New Yorkers breathed a collective sigh of relief yesterday as the New York Public Library withdrew its intentions for a remodel of the flagship location at 42nd Street. The Central Library Plan (CLP), adopted during the Bloomberg administration, intended to remove the book stacks under the main reading room and change the existing catalog. Library president Tony Marx abandoned these renovations after backlash from, well, everybody: Mayor Bill de Blasio, library trustees, and powerful voices from literature and academia who claimed changing the reading selection would compromise the landmark's reputation as a hub for research and scholarship. Additionally, a study showed the remodel would cost more than originally estimated — a cool $300 million.

The CLP was slated to receive $150 million from the city of New York, plus profits from the planned sale of the Mid-Manhattan Library on 40th street. Under the revised plan, however, the millions will still go to the NYPL, but will be used to restore the Mid-Manhattan Library instead. The Science, Industry, and Business Library on Fifth Avenue, however, will be sold or leased. As for the flagship, the books will stay on site (though some will be moved to storage underneath Bryant Park) and the stacks will remain.

Marx's CLP was aimed at preparing for a digital future, making more space for computer access.
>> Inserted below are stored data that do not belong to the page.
/// manager.rs
use anyhow::{Context, Result};
use futures::stream::Stream;
use serde::Serialize;
use std::collections::{HashSet, hash_map::DefaultHasher};
use std::hash::{Hash, Hasher};
use std::pin::Pin;
use std::time::Instant;
use tracing::{debug, error, info, warn};

use crate::config::{ReformulationConfig, ResilienceConfig, RetrievalConfig};
use crate::database::models::{DocumentMetadata, DocumentOverview};
use crate::database::Repository;
use crate::logging::{ActivityLog, ActivityLogger, ActivityStatus, ActivityType};
use crate::models::chat::{ChatMessage, SessionId};
use crate::retrieval::confidence::ConfidenceBreakdown;
use crate::retrieval::reformulation::QueryReformulator;
use crate::services::rag_service::ContextMetrics;
use crate::utils::resilience::{retry_with_backoff, CircuitBreaker};
use std::sync::Arc;

use super::cache::ConversationCache;
use super::compaction::Compactor;
use super::context_builder::ContextBuilder;
use super::memory::MemoryExtractor;
use super::token_counter::TokenCounter;
use crate::utils::token_estimator;
use super::types::{ConversationState, RetrievalDecision, RetrievalReason};
use super::verification::{LlmVerifier, VerificationResult};

/// ===== V2: stream chunk types =====
#[derive(Debug, Clone, Serialize)]
#[serde(tag = "kind", rename_all = "snake_case")]
pub enum ChatStreamChunk {
    Stage {
        request_id: String,
        phase: String,
        progress: u8,          // 0..=100
        text: String,          // status text (natural)
        detail: Option<String> // info kecil untuk variasi (mis. judul doc, iterasi, dll)
    },
    Message {
        request_id: String,
        delta: String,
    },
    Done {
        request_id: String,
    },
}

/// ===== Planner Types =====
#[derive(Debug, serde::Deserialize)]
struct PlannerOut {
    intent: String,
}

#[derive(Debug, Clone, Copy, PartialEq, Eq)]
enum PlannerIntent {
    Metadata,
    Vector,
    Clarify,
}

impl PlannerIntent {
    fn from_str(s: &str) -> Self {
        match s.trim().to_lowercase().as_str() {
            "metadata" => Self::Metadata,
            "clarify" => Self::Clarify,
            _ => Self::Vector,
        }
    }
}

/// Extract first JSON object substring from a possibly noisy LLM output.
/// Handles nested braces and braces inside JSON strings (with escapes).
pub(crate) fn extract_first_json_object(s: &str) -> Option<&str> {
    let mut start: Option<usize> = None;
    let mut depth: i32 = 0;

    let mut in_string = false;
    let mut escaped = false;

    for (i, ch) in s.char_indices() {
        if start.is_none() {
            if ch == '{' {
                start = Some(i);
                depth = 1;
                in_string = false;
                escaped = false;
            }
            continue;
        }

        // We are inside an object candidate
        if in_string {
            if escaped {
                escaped = false;
                continue;
            }
            match ch {
                '\\' => escaped = true,
                '"' => in_string = false,
                _ => {}
            }
            continue;
        }

        match ch {
            '"' => in_string = true,
            '{' => depth += 1,
            '}' => {
                depth -= 1;
                if depth == 0 {
                    let st = start?;
                    return Some(&s[st..=i]); // inclusive end
                }
            }
            _ => {}
        }
    }

    None
}

/// Trait for embedding service
#[async_trait::async_trait]
pub trait EmbeddingProvider: Send + Sync {
    async fn embed(&self, text: &str) -> Result<Vec<f32>>;
    async fn embed_weighted(
        &self,
        current_text: &str,
        context_text: &str,
        current_weight: f32,
        history_weight: f32,
    ) -> Result<Vec<f32>>;
}

/// Trait for retrieval service
#[async_trait::async_trait]
pub trait RetrievalProvider: Send + Sync {
    async fn search(
        &self,
        user_id: i64,
        embedding: &[f32],
        query_text: &str,
        document_id: Option<i64>,
        document_ids: Option<Vec<i64>>,
        anchor_doc_ids: &[i64],
        top_k: usize,
    ) -> Result<(Vec<RetrievalChunk>, ConfidenceBreakdown)>;

    // New metadata methods
    async fn get_document_metadata(&self, document_id: i32) -> Result<DocumentMetadata>;
    async fn get_document_overview_chunks(&self, document_id: i32, limit: i32) -> Result<Vec<RetrievalChunk>>;
    async fn get_document_overview(&self, document_id: i32, chunk_limit: i32) -> Result<DocumentOverview>;
    
    // Persistence (Chat History)
    async fn persist_chat_event(
        &self, 
        user_id: i64, 
        session_id: i64, 
        role: &str, 
        message: &str, 
        doc_ids: Option<Vec<i64>>
    ) -> Result<()>;

    // New: Persist documents ONLY (for cleanup/sync or upload)
    async fn persist_session_documents(
        &self,
        user_id: i64,
        session_id: i64,
        doc_ids: Vec<i64>
    ) -> Result<()>;

    // New: Fetch active documents for session (Implicit Context)
    async fn get_session_active_docs(&self, session_id: i64) -> Result<Vec<i64>>;

    // New: Helper for Deep Scan
    async fn fetch_all_chunks(&self, doc_ids: &[i64]) -> Result<Vec<RetrievalChunk>>;

    // New: Fallback if DB chunks are missing (Direct Read)
    async fn fetch_chunks_from_file_fallback(&self, doc_id: i64) -> Result<Vec<RetrievalChunk>>;
}

/// Trait for LLM service
#[async_trait::async_trait]
pub trait LlmProvider: Send + Sync {
    async fn generate(&self, messages: &[ChatMessage]) -> Result<String>;
    
    // NEW: planner-friendly generation
    async fn generate_with(
        &self,
        messages: &[ChatMessage],
        max_tokens: usize,
        temperature: f32,
    ) -> Result<String>;

    async fn generate_stream(
        &self,
        messages: &[ChatMessage],
    ) -> Result<Pin<Box<dyn Stream<Item = Result<String, anyhow::Error>> + Send>>>;
    async fn summarize_chunks(&self, chunks: &[RetrievalChunk], query: &str) -> Result<String>;
}

/// Chunk result from retrieval
#[derive(Debug, Clone)]
pub struct RetrievalChunk {
    pub chunk_id: i64,
    pub document_id: i64,
    pub document_title: Option<String>,
    pub content: String,
    pub similarity: f32,
}

pub struct ConversationManager {
    cache: ConversationCache,
    context_builder: ContextBuilder,
    embedding_provider: Box<dyn EmbeddingProvider>,
    retrieval_provider: Box<dyn RetrievalProvider>,
    llm_provider: Box<dyn LlmProvider>,
    logger: ActivityLogger,
    stream_enabled: bool,
    reformulator: QueryReformulator,
    compactor: Compactor,
    memory_extractor: Arc<MemoryExtractor>,
    retrieval_config: RetrievalConfig,
    resilience_config: ResilienceConfig,
    circuit_breaker: CircuitBreaker,
}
Although he claims the stacks are unworkable (due to lack of temperature control) he supports the decision to cancel the CLP. “When the facts change, the only right thing to do as a public-serving institution is to take a look with fresh eyes and see if there is a way to improve the plans and to stay on budget,” Marx told The New York Times on Wednesday.

We're glad to see an NYC landmark remaining as we've known it. Plus, if de Blasio didn't put the kibosh on those renovation plans, you know the die-hard Sex And The City fans would've petitioned against them anyway. (The New York Times)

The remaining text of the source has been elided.